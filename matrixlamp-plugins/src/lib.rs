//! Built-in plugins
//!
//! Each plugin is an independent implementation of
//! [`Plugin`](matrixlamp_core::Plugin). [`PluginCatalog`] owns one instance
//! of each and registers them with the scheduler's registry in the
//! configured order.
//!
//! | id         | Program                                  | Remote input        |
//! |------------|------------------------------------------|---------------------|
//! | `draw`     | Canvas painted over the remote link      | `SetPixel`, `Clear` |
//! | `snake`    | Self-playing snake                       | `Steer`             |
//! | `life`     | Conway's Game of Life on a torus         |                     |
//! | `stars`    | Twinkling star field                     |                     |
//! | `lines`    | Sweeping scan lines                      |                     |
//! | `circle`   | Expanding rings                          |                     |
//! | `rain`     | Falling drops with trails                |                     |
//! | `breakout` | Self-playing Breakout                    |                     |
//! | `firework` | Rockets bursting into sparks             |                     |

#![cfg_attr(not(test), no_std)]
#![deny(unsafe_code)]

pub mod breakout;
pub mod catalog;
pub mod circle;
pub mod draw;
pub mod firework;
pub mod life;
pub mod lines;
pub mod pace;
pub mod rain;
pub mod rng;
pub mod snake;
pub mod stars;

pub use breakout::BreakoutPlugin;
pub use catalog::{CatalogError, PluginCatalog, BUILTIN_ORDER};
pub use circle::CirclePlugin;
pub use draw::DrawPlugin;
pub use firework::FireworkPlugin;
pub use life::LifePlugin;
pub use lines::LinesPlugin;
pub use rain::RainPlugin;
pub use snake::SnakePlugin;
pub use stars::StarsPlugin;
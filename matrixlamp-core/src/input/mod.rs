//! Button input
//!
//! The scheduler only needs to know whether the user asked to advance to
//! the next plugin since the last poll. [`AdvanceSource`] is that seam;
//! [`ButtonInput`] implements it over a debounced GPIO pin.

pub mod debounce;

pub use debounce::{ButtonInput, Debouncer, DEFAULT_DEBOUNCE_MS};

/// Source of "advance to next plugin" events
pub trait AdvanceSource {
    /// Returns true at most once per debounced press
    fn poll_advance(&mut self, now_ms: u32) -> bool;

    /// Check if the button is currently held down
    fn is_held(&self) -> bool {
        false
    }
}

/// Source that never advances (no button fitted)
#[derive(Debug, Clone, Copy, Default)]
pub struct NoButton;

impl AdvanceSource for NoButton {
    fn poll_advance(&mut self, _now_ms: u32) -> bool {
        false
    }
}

::::

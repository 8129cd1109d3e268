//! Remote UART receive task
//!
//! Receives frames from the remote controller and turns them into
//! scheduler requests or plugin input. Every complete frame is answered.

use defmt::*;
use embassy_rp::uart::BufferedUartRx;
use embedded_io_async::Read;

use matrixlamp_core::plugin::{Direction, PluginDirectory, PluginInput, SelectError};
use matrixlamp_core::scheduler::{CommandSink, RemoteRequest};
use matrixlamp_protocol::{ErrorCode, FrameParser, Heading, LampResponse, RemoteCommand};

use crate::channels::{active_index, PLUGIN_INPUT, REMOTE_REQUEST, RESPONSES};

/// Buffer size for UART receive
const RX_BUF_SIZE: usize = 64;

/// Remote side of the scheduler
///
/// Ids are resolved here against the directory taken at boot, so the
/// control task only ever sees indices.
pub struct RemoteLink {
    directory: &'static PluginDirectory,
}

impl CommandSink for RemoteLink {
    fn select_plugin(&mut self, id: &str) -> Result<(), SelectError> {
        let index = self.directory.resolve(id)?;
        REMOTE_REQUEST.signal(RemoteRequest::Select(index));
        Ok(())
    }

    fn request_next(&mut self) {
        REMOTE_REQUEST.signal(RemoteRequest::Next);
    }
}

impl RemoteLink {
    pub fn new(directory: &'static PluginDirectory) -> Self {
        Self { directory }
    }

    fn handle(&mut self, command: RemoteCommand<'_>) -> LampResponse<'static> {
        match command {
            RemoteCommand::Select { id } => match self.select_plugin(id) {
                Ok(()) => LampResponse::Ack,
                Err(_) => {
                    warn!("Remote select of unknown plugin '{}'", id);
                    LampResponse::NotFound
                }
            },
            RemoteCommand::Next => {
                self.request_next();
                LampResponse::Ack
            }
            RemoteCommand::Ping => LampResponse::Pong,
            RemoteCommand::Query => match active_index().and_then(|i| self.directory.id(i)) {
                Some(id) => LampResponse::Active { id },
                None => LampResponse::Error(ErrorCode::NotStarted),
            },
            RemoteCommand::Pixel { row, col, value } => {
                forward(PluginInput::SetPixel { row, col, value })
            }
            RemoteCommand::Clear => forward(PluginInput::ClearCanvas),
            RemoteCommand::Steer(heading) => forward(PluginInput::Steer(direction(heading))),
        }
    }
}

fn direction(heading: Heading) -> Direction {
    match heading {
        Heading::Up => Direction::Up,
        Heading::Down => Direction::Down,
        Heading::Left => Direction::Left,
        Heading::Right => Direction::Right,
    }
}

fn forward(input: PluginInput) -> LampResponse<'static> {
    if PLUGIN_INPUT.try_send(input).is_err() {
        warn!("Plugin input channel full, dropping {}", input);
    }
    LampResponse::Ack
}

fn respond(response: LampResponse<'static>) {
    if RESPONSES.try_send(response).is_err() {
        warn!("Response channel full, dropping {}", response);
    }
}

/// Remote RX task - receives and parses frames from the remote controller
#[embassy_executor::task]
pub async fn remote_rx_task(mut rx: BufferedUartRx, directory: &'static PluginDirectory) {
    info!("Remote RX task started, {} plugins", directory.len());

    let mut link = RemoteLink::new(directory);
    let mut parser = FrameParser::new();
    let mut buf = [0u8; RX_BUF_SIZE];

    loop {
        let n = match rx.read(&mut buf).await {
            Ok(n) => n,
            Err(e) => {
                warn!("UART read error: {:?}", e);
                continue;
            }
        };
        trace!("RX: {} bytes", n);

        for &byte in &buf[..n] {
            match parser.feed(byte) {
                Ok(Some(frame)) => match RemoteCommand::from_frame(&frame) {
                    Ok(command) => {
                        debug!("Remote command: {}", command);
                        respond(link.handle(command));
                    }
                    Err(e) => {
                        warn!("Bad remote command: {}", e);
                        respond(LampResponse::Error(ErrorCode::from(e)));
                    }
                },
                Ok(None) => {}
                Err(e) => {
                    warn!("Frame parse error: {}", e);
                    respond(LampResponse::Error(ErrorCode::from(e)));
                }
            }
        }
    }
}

::::

**Exercise aim:**
Write out only the lines that run from the line containing "ever sees indices." through the line containing "Some(id) => LampResponse::Active", both included, exactly as they appear above.

**Result of the exercise:**
/// control task only ever sees indices.
pub struct RemoteLink {
    directory: &'static PluginDirectory,
}

impl CommandSink for RemoteLink {
    fn select_plugin(&mut self, id: &str) -> Result<(), SelectError> {
        let index = self.directory.resolve(id)?;
        REMOTE_REQUEST.signal(RemoteRequest::Select(index));
        Ok(())
    }

    fn request_next(&mut self) {
        REMOTE_REQUEST.signal(RemoteRequest::Next);
    }
}

impl RemoteLink {
    pub fn new(directory: &'static PluginDirectory) -> Self {
        Self { directory }
    }

    fn handle(&mut self, command: RemoteCommand<'_>) -> LampResponse<'static> {
        match command {
            RemoteCommand::Select { id } => match self.select_plugin(id) {
                Ok(()) => LampResponse::Ack,
                Err(_) => {
                    warn!("Remote select of unknown plugin '{}'", id);
                    LampResponse::NotFound
                }
            },
            RemoteCommand::Next => {
                self.request_next();
                LampResponse::Ack
            }
            RemoteCommand::Ping => LampResponse::Pong,
            RemoteCommand::Query => match active_index().and_then(|i| self.directory.id(i)) {
                Some(id) => LampResponse::Active { id },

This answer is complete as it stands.